On Wed, 21 Jun 2006, Joel E. Denny wrote:

> That persuades me to believe that Akim's right: $<T>$ and $<T>n should be 
> thought of like unsafe C-style casts, and Bison should ignore them when 
> choosing destructors.  It's much easier that way.

Before I trash that part of the old proposal entirely, there's one idea 
from it that might still be worthwhile.  Again, the old proposal was here:

  http://lists.gnu.org/archive/html/bison-patches/2006-02/msg00067.html

I wrote:

  2. If a LHS nonterminal has no declared destructor but there exists a 
  $<T>$ in one of its actions such that T has a destructor, then bison 
  would issue a warning/error letting the user know that the destructor 
  will not be executed for this LHS nonterminal.

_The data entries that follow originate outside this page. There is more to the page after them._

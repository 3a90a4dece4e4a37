//! Diagram API handlers.
//!
//! ```text
//! POST   /api/diagrams              Save a diagram for the session user
//! POST   /api/diagrams/guest        Publish an anonymous 3-day share
//! GET    /api/diagrams?limit=N      The session user's diagrams
//! GET    /api/diagrams/{id}?token=T Read one diagram
//! PATCH  /api/diagrams/{id}         Edit title and description
//! DELETE /api/diagrams/{id}         Delete
//! POST   /api/diagrams/{id}/share   Enable, disable, or rotate the share link
//! ```

use actix_web::{HttpRequest, HttpResponse, delete, get, patch, post, web};

use crate::domain::{
    CreatedDiagram, DiagramId, DiagramPatch, Error, LIST_LIMIT_DEFAULT, ReadDiagram,
};
use crate::inbound::http::ApiResult;
use crate::inbound::http::cache_control::no_store_header;
use crate::inbound::http::client_ip::client_id;
use crate::inbound::http::diagrams_dto::{
    CreateDiagramRequest, CreateDiagramResponse, DiagramListResponse, DiagramResponse,
    DiagramSummary, ListQuery, ShareRequest, ShareResponse, TokenQuery, UpdateDiagramRequest,
};
use crate::inbound::http::session::SessionContext;
use crate::inbound::http::state::HttpState;

fn created_response(state: &HttpState, created: CreatedDiagram, with_share: bool) -> HttpResponse {
    let CreatedDiagram {
        diagram,
        image_stored,
    } = created;
    let share = with_share.then(|| ShareResponse::from_diagram(state, &diagram));
    HttpResponse::Created().json(CreateDiagramResponse {
        id: diagram.id.to_string(),
        url: state.diagram_url(&diagram.id),
        image_stored,
        share,
    })
}

/// Save a diagram owned by the session user.
#[utoipa::path(
    post,
    path = "/api/diagrams",
    request_body = CreateDiagramRequest,
    responses(
        (status = 201, description = "Diagram created", body = CreateDiagramResponse),
        (status = 400, description = "Invalid request", body = Error),
        (status = 401, description = "Login required", body = Error),
        (status = 413, description = "Payload too large", body = Error)
    ),
    tags = ["diagrams"],
    operation_id = "createDiagram"
)]
#[post("/api/diagrams")]
pub async fn create_diagram(
    state: web::Data<HttpState>,
    session: SessionContext,
    payload: web::Json<CreateDiagramRequest>,
) -> ApiResult<HttpResponse> {
    let (draft, image) = payload.into_inner().into_parts()?;
    let created = state
        .gallery
        .create_owned(session.user(), draft, image)
        .await?;
    Ok(created_response(&state, created, false))
}

/// Publish an anonymous diagram behind a 3-day share link.
#[utoipa::path(
    post,
    path = "/api/diagrams/guest",
    request_body = CreateDiagramRequest,
    responses(
        (status = 201, description = "Guest diagram created", body = CreateDiagramResponse),
        (status = 400, description = "Invalid request", body = Error),
        (status = 413, description = "Payload too large", body = Error),
        (status = 429, description = "Rate limited", body = Error)
    ),
    tags = ["diagrams"],
    operation_id = "createGuestDiagram",
    security([])
)]
#[post("/api/diagrams/guest")]
pub async fn create_guest_diagram(
    req: HttpRequest,
    state: web::Data<HttpState>,
    payload: web::Json<CreateDiagramRequest>,
) -> ApiResult<HttpResponse> {
    let (draft, image) = payload.into_inner().into_parts()?;
    let created = state
        .gallery
        .create_guest(&client_id(&req, state.trust_cdn_header), draft, image)
        .await?;
    Ok(created_response(&state, created, true))
}

/// The session user's diagrams, newest first.
#[utoipa::path(
    get,
    path = "/api/diagrams",
    params(ListQuery),
    responses(
        (status = 200, description = "Owned diagrams", body = DiagramListResponse),
        (status = 401, description = "Login required", body = Error)
    ),
    tags = ["diagrams"],
    operation_id = "listDiagrams"
)]
#[get("/api/diagrams")]
pub async fn list_diagrams(
    state: web::Data<HttpState>,
    session: SessionContext,
    query: web::Query<ListQuery>,
) -> ApiResult<HttpResponse> {
    let limit = query.limit.unwrap_or(LIST_LIMIT_DEFAULT);
    let diagrams = state.gallery.list_owned(session.user(), limit).await?;
    let items = diagrams.into_iter().map(DiagramSummary::from).collect();
    Ok(HttpResponse::Ok()
        .insert_header(no_store_header())
        .json(DiagramListResponse { items }))
}

/// Read a diagram; private ones need ownership or a share token.
#[utoipa::path(
    get,
    path = "/api/diagrams/{id}",
    params(("id" = String, Path, description = "Diagram id"), TokenQuery),
    responses(
        (status = 200, description = "Diagram", body = DiagramResponse),
        (status = 401, description = "Share expired; login required", body = Error),
        (status = 403, description = "Private diagram", body = Error),
        (status = 404, description = "Unknown diagram", body = Error)
    ),
    tags = ["diagrams"],
    operation_id = "getDiagram",
    security([])
)]
#[get("/api/diagrams/{id}")]
pub async fn get_diagram(
    state: web::Data<HttpState>,
    session: SessionContext,
    path: web::Path<String>,
    query: web::Query<TokenQuery>,
) -> ApiResult<HttpResponse> {
    let id = DiagramId::parse(&path)?;
    let ReadDiagram { diagram, .. } = state
        .gallery
        .read(session.user(), &id, query.token.as_deref())
        .await?;
    Ok(HttpResponse::Ok()
        .insert_header(no_store_header())
        .json(DiagramResponse::for_viewer(diagram, session.user())))
}

/// Edit title and description.
#[utoipa::path(
    patch,
    path = "/api/diagrams/{id}",
    params(("id" = String, Path, description = "Diagram id")),
    request_body = UpdateDiagramRequest,
    responses(
        (status = 200, description = "Updated diagram", body = DiagramResponse),
        (status = 400, description = "Invalid request", body = Error),
        (status = 401, description = "Login required", body = Error),
        (status = 403, description = "Not the owner", body = Error),
        (status = 404, description = "Unknown diagram", body = Error)
    ),
    tags = ["diagrams"],
    operation_id = "updateDiagram"
)]
#[patch("/api/diagrams/{id}")]
pub async fn update_diagram(
    state: web::Data<HttpState>,
    session: SessionContext,
    path: web::Path<String>,
    payload: web::Json<UpdateDiagramRequest>,
) -> ApiResult<web::Json<DiagramResponse>> {
    let id = DiagramId::parse(&path)?;
    let patch = DiagramPatch::try_from(payload.into_inner())?;
    let diagram = state.gallery.update(session.user(), &id, patch).await?;
    Ok(web::Json(DiagramResponse::for_viewer(
        diagram,
        session.user(),
    )))
}

/// Delete a diagram; snapshot cleanup is best effort.
#[utoipa::path(
    delete,
    path = "/api/diagrams/{id}",
    params(("id" = String, Path, description = "Diagram id")),
    responses(
        (status = 204, description = "Deleted"),
        (status = 401, description = "Login required", body = Error),
        (status = 403, description = "Not the owner", body = Error),
        (status = 404, description = "Unknown diagram", body = Error)
    ),
    tags = ["diagrams"],
    operation_id = "deleteDiagram"
)]
#[delete("/api/diagrams/{id}")]
pub async fn delete_diagram(
    state: web::Data<HttpState>,
    session: SessionContext,
    path: web::Path<String>,
) -> ApiResult<HttpResponse> {
    let id = DiagramId::parse(&path)?;
    state.gallery.delete(session.user(), &id).await?;
    Ok(HttpResponse::NoContent().finish())
}

/// Enable, disable, or rotate the share link.
#[utoipa::path(
    post,
    path = "/api/diagrams/{id}/share",
    params(("id" = String, Path, description = "Diagram id")),
    request_body = ShareRequest,
    responses(
        (status = 200, description = "Share state", body = ShareResponse),
        (status = 400, description = "Invalid request", body = Error),
        (status = 401, description = "Login required", body = Error),
        (status = 403, description = "Not the owner", body = Error),
        (status = 404, description = "Unknown diagram", body = Error)
    ),
    tags = ["diagrams"],
    operation_id = "shareDiagram"
)]
#[post("/api/diagrams/{id}/share")]
pub async fn share_diagram(
    state: web::Data<HttpState>,
    session: SessionContext,
    path: web::Path<String>,
    payload: web::Json<ShareRequest>,
) -> ApiResult<web::Json<ShareResponse>> {
    let id = DiagramId::parse(&path)?;
    let ShareRequest {
        action,
        expires_in_days,
    } = payload.into_inner();
    let diagram = state
        .gallery
        .share(session.user(), &id, action, expires_in_days)
        .await?;
    Ok(web::Json(ShareResponse::from_diagram(&state, &diagram)))
}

I am now imagining (bizarre?) uses of such a $<T>$ where the user has 
guaranteed that the parser need not ever invoke a destructor for the final 
value of $$.  Thus, I'm thinking the above should be a warning (not an 
error) and should be turned off by default.  We've been tossing around the 
idea of adding something like a -Wall flag to Bison, and maybe this 
warning would be helpful when the user specifies -Wall.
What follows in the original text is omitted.